* _Exercise_
Every line of the data that includes "ValueWithSpan" should be copied out.

* _Data records_
· · · · · · ·

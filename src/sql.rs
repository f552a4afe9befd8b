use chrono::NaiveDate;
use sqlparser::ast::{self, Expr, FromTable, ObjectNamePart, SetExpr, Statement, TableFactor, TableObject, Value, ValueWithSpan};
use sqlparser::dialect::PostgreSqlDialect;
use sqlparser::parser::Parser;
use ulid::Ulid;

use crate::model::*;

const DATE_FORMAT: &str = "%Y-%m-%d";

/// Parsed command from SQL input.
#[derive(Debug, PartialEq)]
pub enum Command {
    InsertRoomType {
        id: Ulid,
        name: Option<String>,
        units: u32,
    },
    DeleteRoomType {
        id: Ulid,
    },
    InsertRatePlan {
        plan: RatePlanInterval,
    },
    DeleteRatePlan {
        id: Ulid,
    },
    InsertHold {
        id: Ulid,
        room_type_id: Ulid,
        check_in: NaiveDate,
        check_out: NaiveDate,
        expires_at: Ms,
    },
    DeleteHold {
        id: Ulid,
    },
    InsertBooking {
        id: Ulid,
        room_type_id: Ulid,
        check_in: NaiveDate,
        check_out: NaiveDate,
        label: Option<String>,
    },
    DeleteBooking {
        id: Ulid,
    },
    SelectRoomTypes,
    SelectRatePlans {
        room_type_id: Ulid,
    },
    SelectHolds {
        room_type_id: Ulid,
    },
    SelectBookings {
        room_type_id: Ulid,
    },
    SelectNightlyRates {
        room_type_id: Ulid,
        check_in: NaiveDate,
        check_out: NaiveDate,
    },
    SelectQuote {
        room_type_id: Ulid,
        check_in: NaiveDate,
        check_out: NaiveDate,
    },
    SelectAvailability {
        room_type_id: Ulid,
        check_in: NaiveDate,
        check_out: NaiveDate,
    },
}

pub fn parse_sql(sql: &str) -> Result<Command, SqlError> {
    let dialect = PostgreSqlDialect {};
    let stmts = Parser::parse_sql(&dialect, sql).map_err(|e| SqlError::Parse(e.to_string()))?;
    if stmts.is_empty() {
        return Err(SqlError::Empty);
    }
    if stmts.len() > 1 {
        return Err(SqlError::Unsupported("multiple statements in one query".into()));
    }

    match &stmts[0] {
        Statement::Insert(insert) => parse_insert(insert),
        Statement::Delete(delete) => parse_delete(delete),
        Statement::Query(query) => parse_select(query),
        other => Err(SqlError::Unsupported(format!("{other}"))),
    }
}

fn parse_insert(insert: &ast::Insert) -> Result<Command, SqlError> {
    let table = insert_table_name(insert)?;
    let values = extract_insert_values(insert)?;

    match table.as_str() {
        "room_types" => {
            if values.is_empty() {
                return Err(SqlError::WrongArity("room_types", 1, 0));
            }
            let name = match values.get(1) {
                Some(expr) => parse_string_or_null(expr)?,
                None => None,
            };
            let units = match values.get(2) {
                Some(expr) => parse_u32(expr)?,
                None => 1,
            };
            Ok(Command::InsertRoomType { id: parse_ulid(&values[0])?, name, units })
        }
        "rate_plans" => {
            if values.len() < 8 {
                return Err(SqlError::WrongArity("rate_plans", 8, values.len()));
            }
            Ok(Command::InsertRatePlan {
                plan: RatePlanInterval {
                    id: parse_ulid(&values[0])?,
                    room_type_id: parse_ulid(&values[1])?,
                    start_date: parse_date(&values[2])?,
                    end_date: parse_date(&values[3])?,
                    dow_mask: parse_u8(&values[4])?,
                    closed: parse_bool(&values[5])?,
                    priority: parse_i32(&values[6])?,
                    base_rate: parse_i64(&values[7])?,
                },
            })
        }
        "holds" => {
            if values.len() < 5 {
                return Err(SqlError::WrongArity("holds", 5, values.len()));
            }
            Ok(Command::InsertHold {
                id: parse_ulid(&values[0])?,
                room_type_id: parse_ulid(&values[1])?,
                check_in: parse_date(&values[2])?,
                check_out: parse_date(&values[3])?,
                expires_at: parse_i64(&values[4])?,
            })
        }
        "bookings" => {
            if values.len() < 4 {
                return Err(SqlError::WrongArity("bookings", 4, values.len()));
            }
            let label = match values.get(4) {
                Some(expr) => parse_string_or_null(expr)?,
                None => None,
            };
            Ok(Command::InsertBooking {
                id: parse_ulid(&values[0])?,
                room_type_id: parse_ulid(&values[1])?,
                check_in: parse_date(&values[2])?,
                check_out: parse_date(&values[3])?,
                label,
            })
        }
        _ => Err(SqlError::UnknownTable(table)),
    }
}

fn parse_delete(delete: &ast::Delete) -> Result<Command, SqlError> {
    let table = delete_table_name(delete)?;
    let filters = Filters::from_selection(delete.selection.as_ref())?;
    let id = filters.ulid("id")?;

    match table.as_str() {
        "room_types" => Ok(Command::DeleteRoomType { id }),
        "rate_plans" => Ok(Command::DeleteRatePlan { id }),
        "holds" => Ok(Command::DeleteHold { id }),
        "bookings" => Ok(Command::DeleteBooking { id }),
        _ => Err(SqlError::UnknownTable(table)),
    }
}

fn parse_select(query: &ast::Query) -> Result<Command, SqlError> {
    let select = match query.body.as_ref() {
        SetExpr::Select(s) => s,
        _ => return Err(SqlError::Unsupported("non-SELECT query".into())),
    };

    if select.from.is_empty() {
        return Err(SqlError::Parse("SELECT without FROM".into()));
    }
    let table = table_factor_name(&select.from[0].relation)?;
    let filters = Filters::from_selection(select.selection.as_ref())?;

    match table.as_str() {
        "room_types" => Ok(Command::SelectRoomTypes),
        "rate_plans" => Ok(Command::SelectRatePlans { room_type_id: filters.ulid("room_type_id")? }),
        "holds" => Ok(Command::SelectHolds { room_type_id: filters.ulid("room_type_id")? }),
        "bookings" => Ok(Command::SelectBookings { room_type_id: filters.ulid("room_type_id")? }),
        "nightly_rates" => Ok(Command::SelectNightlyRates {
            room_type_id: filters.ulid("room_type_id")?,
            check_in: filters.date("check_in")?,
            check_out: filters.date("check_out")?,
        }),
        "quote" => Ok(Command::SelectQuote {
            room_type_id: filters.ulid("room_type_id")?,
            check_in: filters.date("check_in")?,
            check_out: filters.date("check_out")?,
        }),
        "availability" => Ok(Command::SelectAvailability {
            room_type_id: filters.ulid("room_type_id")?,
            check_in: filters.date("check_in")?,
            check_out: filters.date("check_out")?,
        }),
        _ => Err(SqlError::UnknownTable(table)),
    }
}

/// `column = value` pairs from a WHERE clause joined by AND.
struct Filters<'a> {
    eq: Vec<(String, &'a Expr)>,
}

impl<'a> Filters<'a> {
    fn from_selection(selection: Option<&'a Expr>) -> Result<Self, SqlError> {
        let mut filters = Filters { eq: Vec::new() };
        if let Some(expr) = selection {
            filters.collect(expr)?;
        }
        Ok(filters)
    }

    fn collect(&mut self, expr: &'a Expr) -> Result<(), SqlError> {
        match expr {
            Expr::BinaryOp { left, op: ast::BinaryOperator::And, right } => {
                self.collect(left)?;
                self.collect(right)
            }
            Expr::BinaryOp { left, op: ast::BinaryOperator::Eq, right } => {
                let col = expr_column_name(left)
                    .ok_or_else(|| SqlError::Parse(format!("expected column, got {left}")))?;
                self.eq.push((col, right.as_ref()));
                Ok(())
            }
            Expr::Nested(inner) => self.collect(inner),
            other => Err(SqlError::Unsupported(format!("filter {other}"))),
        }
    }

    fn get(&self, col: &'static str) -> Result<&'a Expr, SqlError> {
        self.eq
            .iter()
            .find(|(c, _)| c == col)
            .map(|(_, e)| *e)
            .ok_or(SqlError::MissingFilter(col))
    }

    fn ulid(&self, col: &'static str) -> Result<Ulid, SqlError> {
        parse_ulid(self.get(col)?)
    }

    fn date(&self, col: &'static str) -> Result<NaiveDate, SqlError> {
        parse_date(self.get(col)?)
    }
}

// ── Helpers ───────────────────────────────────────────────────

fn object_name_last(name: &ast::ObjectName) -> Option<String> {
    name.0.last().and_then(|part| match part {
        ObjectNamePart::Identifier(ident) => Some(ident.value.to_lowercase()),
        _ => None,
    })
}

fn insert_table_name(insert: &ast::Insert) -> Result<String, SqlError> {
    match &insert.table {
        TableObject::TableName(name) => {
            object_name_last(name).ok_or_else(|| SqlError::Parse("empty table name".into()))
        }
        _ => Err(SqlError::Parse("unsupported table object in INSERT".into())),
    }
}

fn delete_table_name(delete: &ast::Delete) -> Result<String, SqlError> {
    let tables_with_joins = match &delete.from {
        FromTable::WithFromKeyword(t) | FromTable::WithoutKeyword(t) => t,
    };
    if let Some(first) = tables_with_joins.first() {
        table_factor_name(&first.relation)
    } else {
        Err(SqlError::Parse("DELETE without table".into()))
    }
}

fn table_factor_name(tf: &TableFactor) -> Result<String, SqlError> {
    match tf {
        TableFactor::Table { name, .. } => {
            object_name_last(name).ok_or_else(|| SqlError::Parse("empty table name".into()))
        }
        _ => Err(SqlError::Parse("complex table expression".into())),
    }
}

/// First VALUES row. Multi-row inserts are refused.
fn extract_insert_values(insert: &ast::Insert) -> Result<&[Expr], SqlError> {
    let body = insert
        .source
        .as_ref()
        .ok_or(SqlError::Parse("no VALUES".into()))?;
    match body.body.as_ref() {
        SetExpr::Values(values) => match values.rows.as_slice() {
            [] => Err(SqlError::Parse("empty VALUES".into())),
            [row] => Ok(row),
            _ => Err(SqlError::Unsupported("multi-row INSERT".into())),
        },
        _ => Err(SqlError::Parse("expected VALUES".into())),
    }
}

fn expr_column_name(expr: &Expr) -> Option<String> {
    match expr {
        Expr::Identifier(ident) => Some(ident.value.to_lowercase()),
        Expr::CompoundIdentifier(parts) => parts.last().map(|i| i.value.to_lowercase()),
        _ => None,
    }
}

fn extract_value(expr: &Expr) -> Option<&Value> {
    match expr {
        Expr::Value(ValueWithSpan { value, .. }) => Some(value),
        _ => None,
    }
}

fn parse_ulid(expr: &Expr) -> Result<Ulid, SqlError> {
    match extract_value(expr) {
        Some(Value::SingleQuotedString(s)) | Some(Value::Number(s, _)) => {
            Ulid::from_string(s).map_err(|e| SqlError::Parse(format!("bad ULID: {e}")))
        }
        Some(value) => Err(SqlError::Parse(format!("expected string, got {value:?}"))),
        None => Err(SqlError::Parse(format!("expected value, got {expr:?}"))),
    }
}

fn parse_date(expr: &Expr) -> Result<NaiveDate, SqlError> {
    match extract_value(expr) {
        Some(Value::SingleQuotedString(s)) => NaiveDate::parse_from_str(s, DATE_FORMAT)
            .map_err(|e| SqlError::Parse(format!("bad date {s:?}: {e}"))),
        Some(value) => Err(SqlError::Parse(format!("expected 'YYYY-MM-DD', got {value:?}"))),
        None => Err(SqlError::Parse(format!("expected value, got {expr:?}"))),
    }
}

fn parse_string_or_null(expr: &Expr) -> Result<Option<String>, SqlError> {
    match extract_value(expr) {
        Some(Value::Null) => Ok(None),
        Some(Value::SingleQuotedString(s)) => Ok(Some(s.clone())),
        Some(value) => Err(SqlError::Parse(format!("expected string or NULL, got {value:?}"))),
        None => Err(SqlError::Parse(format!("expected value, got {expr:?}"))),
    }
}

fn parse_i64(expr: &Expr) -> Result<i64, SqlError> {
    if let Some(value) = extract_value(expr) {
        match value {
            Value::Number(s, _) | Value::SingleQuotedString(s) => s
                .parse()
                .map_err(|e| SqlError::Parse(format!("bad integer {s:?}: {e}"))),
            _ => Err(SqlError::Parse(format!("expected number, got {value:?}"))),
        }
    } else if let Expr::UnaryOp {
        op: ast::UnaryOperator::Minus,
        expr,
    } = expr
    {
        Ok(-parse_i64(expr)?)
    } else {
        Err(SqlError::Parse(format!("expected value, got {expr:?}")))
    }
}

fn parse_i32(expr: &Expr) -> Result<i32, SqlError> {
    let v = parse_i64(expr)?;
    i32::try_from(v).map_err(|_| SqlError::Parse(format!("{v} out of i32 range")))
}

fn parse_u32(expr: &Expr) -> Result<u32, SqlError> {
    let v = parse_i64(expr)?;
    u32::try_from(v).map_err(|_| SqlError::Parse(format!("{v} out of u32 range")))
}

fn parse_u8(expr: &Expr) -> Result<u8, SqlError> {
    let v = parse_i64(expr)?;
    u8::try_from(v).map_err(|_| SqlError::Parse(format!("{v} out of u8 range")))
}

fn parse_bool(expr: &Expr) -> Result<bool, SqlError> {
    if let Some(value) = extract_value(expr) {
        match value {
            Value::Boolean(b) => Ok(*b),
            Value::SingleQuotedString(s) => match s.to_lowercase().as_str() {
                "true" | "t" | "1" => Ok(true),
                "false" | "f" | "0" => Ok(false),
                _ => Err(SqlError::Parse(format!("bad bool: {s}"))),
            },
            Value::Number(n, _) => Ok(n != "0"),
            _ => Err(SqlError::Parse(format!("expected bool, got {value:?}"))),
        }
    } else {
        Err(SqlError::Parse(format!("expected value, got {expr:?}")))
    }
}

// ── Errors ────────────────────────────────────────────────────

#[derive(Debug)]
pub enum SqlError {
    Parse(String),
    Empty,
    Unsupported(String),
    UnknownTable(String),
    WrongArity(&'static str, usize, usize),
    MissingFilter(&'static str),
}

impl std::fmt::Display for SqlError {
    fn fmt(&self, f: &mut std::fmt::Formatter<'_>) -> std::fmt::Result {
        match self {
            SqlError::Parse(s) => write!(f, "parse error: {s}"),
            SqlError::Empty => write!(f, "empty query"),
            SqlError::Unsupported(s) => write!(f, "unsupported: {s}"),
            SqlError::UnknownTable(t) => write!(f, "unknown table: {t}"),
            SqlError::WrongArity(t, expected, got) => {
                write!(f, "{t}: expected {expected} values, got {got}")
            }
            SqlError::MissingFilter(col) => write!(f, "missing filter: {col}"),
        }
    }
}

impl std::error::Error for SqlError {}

· · · · · · ·

* _Answer for this exercise_
use sqlparser::ast::{self, Expr, FromTable, ObjectNamePart, SetExpr, Statement, TableFactor, TableObject, Value, ValueWithSpan};
        Expr::Value(ValueWithSpan { value, .. }) => Some(value),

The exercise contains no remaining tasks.